Aim of the exercise:
Could each entry below be printed again exactly as given?

- - -

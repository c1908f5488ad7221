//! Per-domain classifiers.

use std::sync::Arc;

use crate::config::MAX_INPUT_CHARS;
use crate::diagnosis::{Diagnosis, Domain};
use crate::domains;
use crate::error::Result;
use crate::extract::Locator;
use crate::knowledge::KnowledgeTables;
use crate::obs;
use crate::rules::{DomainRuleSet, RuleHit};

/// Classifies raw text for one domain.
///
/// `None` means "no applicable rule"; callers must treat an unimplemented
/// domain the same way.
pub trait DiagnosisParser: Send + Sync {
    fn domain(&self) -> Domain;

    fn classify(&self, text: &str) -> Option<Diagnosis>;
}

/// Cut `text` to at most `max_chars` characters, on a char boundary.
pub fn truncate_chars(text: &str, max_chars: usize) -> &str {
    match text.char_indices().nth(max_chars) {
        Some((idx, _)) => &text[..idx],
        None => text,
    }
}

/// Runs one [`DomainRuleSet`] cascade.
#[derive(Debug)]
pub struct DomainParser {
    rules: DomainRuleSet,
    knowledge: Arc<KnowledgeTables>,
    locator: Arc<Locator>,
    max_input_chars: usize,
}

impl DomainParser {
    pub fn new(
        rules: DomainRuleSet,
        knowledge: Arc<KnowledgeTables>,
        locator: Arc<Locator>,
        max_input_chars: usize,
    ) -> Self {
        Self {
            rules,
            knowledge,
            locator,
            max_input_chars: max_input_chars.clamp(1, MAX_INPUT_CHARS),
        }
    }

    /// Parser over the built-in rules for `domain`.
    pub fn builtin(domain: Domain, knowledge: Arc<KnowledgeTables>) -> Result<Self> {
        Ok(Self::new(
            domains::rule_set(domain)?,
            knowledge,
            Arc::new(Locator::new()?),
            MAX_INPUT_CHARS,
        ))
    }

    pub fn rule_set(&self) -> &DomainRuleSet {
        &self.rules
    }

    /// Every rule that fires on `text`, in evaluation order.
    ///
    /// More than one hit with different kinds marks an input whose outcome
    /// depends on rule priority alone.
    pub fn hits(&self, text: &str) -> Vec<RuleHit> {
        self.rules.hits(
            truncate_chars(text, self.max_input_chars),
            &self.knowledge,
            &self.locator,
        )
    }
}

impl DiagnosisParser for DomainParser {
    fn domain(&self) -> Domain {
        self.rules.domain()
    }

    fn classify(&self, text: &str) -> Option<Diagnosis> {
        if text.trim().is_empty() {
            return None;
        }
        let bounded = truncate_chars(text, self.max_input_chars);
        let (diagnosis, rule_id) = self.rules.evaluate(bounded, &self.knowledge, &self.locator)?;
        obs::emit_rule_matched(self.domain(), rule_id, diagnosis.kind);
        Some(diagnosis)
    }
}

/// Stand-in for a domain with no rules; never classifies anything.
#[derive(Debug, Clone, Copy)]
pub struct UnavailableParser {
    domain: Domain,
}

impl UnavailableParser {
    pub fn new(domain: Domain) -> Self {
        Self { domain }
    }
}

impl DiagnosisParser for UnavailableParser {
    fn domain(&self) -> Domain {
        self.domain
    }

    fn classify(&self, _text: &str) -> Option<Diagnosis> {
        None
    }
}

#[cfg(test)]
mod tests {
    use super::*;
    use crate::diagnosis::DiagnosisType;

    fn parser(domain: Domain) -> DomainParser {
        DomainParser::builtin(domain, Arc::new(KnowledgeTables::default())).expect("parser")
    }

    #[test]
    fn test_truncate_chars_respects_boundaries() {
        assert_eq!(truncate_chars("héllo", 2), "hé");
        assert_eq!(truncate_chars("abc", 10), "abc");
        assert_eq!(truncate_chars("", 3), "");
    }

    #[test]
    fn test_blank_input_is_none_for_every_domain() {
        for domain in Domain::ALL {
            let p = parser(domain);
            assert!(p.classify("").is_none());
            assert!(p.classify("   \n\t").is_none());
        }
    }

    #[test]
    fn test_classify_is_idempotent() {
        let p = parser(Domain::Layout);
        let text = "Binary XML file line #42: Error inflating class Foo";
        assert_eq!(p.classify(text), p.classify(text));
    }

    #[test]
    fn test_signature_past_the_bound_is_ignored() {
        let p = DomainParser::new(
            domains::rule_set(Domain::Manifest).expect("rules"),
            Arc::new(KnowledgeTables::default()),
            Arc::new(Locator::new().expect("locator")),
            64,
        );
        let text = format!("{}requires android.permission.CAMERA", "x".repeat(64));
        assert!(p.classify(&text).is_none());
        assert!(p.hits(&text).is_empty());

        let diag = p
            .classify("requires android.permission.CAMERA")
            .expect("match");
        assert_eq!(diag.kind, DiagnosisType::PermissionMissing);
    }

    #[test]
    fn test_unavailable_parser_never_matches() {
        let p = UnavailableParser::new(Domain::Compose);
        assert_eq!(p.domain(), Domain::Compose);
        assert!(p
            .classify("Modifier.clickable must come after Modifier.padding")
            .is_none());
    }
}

- - -

Output:
repository c1908f5488ad7221
//! Per-domain classifiers.

use std::sync::Arc;

use crate::config::MAX_INPUT_CHARS;
use crate::diagnosis::{Diagnosis, Domain};
use crate::domains;
use crate::error::Result;
use crate::extract::Locator;
use crate::knowledge::KnowledgeTables;
use crate::obs;
use crate::rules::{DomainRuleSet, RuleHit};

/// Classifies raw text for one domain.
///
/// `None` means "no applicable rule"; callers must treat an unimplemented
/// domain the same way.
pub trait DiagnosisParser: Send + Sync {
    fn domain(&self) -> Domain;

    fn classify(&self, text: &str) -> Option<Diagnosis>;
}

/// Cut `text` to at most `max_chars` characters, on a char boundary.
pub fn truncate_chars(text: &str, max_chars: usize) -> &str {
    match text.char_indices().nth(max_chars) {
        Some((idx, _)) => &text[..idx],
        None => text,
    }
}

/// Runs one [`DomainRuleSet`] cascade.
#[derive(Debug)]
pub struct DomainParser {
    rules: DomainRuleSet,
    knowledge: Arc<KnowledgeTables>,
    locator: Arc<Locator>,
    max_input_chars: usize,
}

impl DomainParser {
    pub fn new(
        rules: DomainRuleSet,
        knowledge: Arc<KnowledgeTables>,
        locator: Arc<Locator>,
        max_input_chars: usize,
    ) -> Self {
        Self {
            rules,
            knowledge,
            locator,
            max_input_chars: max_input_chars.clamp(1, MAX_INPUT_CHARS),
        }
    }

    /// Parser over the built-in rules for `domain`.
    pub fn builtin(domain: Domain, knowledge: Arc<KnowledgeTables>) -> Result<Self> {
        Ok(Self::new(
            domains::rule_set(domain)?,
            knowledge,
            Arc::new(Locator::new()?),
            MAX_INPUT_CHARS,
        ))
    }

    pub fn rule_set(&self) -> &DomainRuleSet {
        &self.rules
    }

    /// Every rule that fires on `text`, in evaluation order.
    ///
    /// More than one hit with different kinds marks an input whose outcome
    /// depends on rule priority alone.
    pub fn hits(&self, text: &str) -> Vec<RuleHit> {
        self.rules.hits(
            truncate_chars(text, self.max_input_chars),
            &self.knowledge,
            &self.locator,
        )
    }
}

impl DiagnosisParser for DomainParser {
    fn domain(&self) -> Domain {
        self.rules.domain()
    }

    fn classify(&self, text: &str) -> Option<Diagnosis> {
        if text.trim().is_empty() {
            return None;
        }
        let bounded = truncate_chars(text, self.max_input_chars);
        let (diagnosis, rule_id) = self.rules.evaluate(bounded, &self.knowledge, &self.locator)?;
        obs::emit_rule_matched(self.domain(), rule_id, diagnosis.kind);
        Some(diagnosis)
    }
}

/// Stand-in for a domain with no rules; never classifies anything.
#[derive(Debug, Clone, Copy)]
pub struct UnavailableParser {
    domain: Domain,
}

impl UnavailableParser {
    pub fn new(domain: Domain) -> Self {
        Self { domain }
    }
}

impl DiagnosisParser for UnavailableParser {
    fn domain(&self) -> Domain {
        self.domain
    }

    fn classify(&self, _text: &str) -> Option<Diagnosis> {
        None
    }
}

#[cfg(test)]
mod tests {
    use super::*;
    use crate::diagnosis::DiagnosisType;

    fn parser(domain: Domain) -> DomainParser {
        DomainParser::builtin(domain, Arc::new(KnowledgeTables::default())).expect("parser")
    }

    #[test]
    fn test_truncate_chars_respects_boundaries() {
        assert_eq!(truncate_chars("héllo", 2), "hé");
        assert_eq!(truncate_chars("abc", 10), "abc");
        assert_eq!(truncate_chars("", 3), "");
    }

    #[test]
    fn test_blank_input_is_none_for_every_domain() {
        for domain in Domain::ALL {
            let p = parser(domain);
            assert!(p.classify("").is_none());
            assert!(p.classify("   \n\t").is_none());
        }
    }

    #[test]
    fn test_classify_is_idempotent() {
        let p = parser(Domain::Layout);
        let text = "Binary XML file line #42: Error inflating class Foo";
        assert_eq!(p.classify(text), p.classify(text));
    }

    #[test]
    fn test_signature_past_the_bound_is_ignored() {
        let p = DomainParser::new(
            domains::rule_set(Domain::Manifest).expect("rules"),
            Arc::new(KnowledgeTables::default()),
            Arc::new(Locator::new().expect("locator")),
            64,
        );
        let text = format!("{}requires android.permission.CAMERA", "x".repeat(64));
        assert!(p.classify(&text).is_none());
        assert!(p.hits(&text).is_empty());

        let diag = p
            .classify("requires android.permission.CAMERA")
            .expect("match");
        assert_eq!(diag.kind, DiagnosisType::PermissionMissing);
    }

    #[test]
    fn test_unavailable_parser_never_matches() {
        let p = UnavailableParser::new(Domain::Compose);
        assert_eq!(p.domain(), Domain::Compose);
        assert!(p
            .classify("Modifier.clickable must come after Modifier.padding")
            .is_none());
    }
}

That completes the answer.